I guess my question is this: What’s changed lately that caused you/others to experience a new problem with it?
Did you at one point code formulae that generate multiple results, then more recently something got broken about it? Or did behavior of existing coded formulae change? Or are there now gotchas in the UI that trigger the new behavior that you clicked on for other reasons before?
I’m just trying to discern what to watch out for.
FWIW, I have a few spreadsheets I have developed for accounting – relatively simple things for sure – and haven’t seen any recent problems. I used them in earnest just a few days ago at the beginning of the month. My copy of Excel DOES show that it has received the Dynamic Arrays update (when queried via the What’s New icon).
-Noel
As a user of Office 365, I started getting the #SPILL error message on spreadsheets I had been using for years. I also saw the ‘Single’ and @ functions in old formulas where I was using the format A:A * B:B, or something similar. (This formerly gave the product of the cell in the row in column A and cell in the row in column B. A1*B1, A2*B2, …)
Noel, you are right in suspecting the Dynamic Array update.

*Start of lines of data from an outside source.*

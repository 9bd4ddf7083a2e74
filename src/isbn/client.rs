//! HTTP client for isbn.nu price pages using wreq.

use crate::config::Config;
use anyhow::{Context, Result};
use async_trait::async_trait;
use std::time::Duration;
use tracing::{debug, warn};
use wreq::Client;
use wreq_util::Emulation;

/// Trait for fetching price pages - enables mocking for tests.
#[async_trait]
pub trait PricePageSource: Send + Sync {
    /// Returns the URL of the price page for an ISBN.
    fn page_url(&self, isbn: &str) -> String;

    /// Fetches a page and returns its body.
    async fn fetch(&self, url: &str) -> Result<String>;
}

/// isbn.nu HTTP client.
pub struct IsbnClient {
    client: Client,
    base_url: String,
}

impl IsbnClient {
    /// Creates a new client with the given configuration.
    pub fn new(config: &Config) -> Result<Self> {
        let mut builder = Client::builder()
            .cookie_store(true)
            .gzip(true)
            .brotli(true)
            .timeout(Duration::from_secs(config.timeout_secs))
            .connect_timeout(Duration::from_secs(10));

        if let Some(proxy_url) = &config.proxy {
            debug!("Configuring proxy: {}", proxy_url);
            let proxy = wreq::Proxy::all(proxy_url).context("Failed to configure proxy")?;
            builder = builder.proxy(proxy);
        }

        let client = builder.build().context("Failed to build HTTP client")?;

        Ok(Self { client, base_url: config.base_url.trim_end_matches('/').to_string() })
    }
}

#[async_trait]
impl PricePageSource for IsbnClient {
    fn page_url(&self, isbn: &str) -> String {
        format!("{}/{}", self.base_url, urlencoding::encode(isbn))
    }

    async fn fetch(&self, url: &str) -> Result<String> {
        debug!("GET {}", url);

        let response = self
            .client
            .get(url)
            .emulation(Emulation::Chrome131)
            .header("Accept", "text/html,application/xhtml+xml,application/xml;q=0.9,*/*;q=0.8")
            .header("Accept-Language", "en-US,en;q=0.9")
            .send()
            .await
            .with_context(|| format!("Error loading url [{}]", url))?;

        let status = response.status();
        debug!("Response status: {}", status);

        // isbn.nu answers unknown ISBNs with an error page; let the extractors report on it
        if !status.is_success() {
            warn!("Price page [{}] returned status {}", url, status);
        }

        response.text().await.with_context(|| format!("Failed to read response body from [{}]", url))
    }
}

Excel has been updated to be pickier on formulas that are array formulas and not array formulas. The old formula format A:A*B:B is an implicit array formula, which is no longer allowed. Using that format produces a #SPILL error. I presume there are other formerly allowed implicit array formulas that now give the same error.
In old spreadsheets, the formula format usually gets automatically replaced by @A:A * @B:B. Sometimes the ‘@” is the ‘Single’ function in old formulas. But when ‘Single’ is manually entered, it is changed to the ‘@’.
This drove me nuts for a week, while I researched the issue.
Hope this sends you in the right direction.